Comme j’ai toujours aimé dessiner, je me suis mis à coucher sur le papier ce que j’avais vu sur grand écran. Très vite, j’ai réalisé de la bande dessinée d’épouvante. Mon style était proche de celui de Jean-Marc Laureau dit Loro. Il signait toujours avec un trèfle – quant à moi j’écrivais Elem pour Laurent Melki. On peut voir d’ailleurs sur les premières jaquettes que j’ai réalisées mon monogramme.
Avec la charge de travail, je me suis lassé de la bande dessinée et je me suis concentré sur l’image. Les couvertures et les affiches sont souvent accrocheuses. Elles disent beaucoup, stimulent l’imagination et parfois traitent d’aspects qui ne sont pas dans le livre ou le film (rires).
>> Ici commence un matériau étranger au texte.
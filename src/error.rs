//! Error types for the order-flow engine

use thiserror::Error;

/// Top-level error type for the engine
#[derive(Error, Debug, Clone)]
pub enum BotError {
    #[error("Connection error: {0}")]
    Connection(#[from] ConnectionError),

    #[error("Snapshot error: {0}")]
    Snapshot(#[from] SnapshotError),

    #[error("Parse error: {0}")]
    Parse(#[from] ParseError),

    #[error("Configuration error: {0}")]
    Configuration(String),

    #[error("Feed channel closed")]
    ChannelClosed,
}

/// Connection-specific errors
#[derive(Error, Debug, Clone)]
pub enum ConnectionError {
    #[error("Failed to establish connection: {0}")]
    EstablishmentFailed(String),

    #[error("Connection lost: {0}")]
    ConnectionLost(String),

    #[error("Timeout occurred: {0}")]
    Timeout(String),

    #[error("Invalid endpoint: {0}")]
    InvalidEndpoint(String),
}

/// Depth-snapshot fetch errors
#[derive(Error, Debug, Clone)]
pub enum SnapshotError {
    #[error("HTTP request failed: {0}")]
    Http(String),

    #[error("REST API returned status {0}")]
    Status(u16),

    #[error("Failed to decode snapshot: {0}")]
    Decode(String),

    #[error("Snapshot retries exhausted after {attempts} attempts: {last}")]
    RetriesExhausted { attempts: u32, last: String },
}

/// Wire-frame parsing errors
#[derive(Error, Debug, Clone)]
pub enum ParseError {
    #[error("Invalid JSON: {0}")]
    InvalidJson(String),

    #[error("Missing field: {0}")]
    MissingField(String),

    #[error("Invalid data type: {0}")]
    InvalidDataType(String),
}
Une seule et même image peut raconter une histoire… et se doit de le faire !
Quand j’ai débuté ma carrière de dessinateur, il n’y avait pas encore les cassettes vidéo. C’est Jean-Jacques Vuillermin qui m’a mis le pied à l’étrier avec Hollywood vidéo. L’arrivée des cassettes dans les foyers a été une révolution et une révélation pour moi. J’ai réalisé l’affiche de « Creepshow » (1982) ou « La Baie sanglante » (1971) alors que j’étais encore étudiant. Elles étaient partout dans la rue. Au début, je réalisais 4 affiches ou jaquettes vidéo par mois.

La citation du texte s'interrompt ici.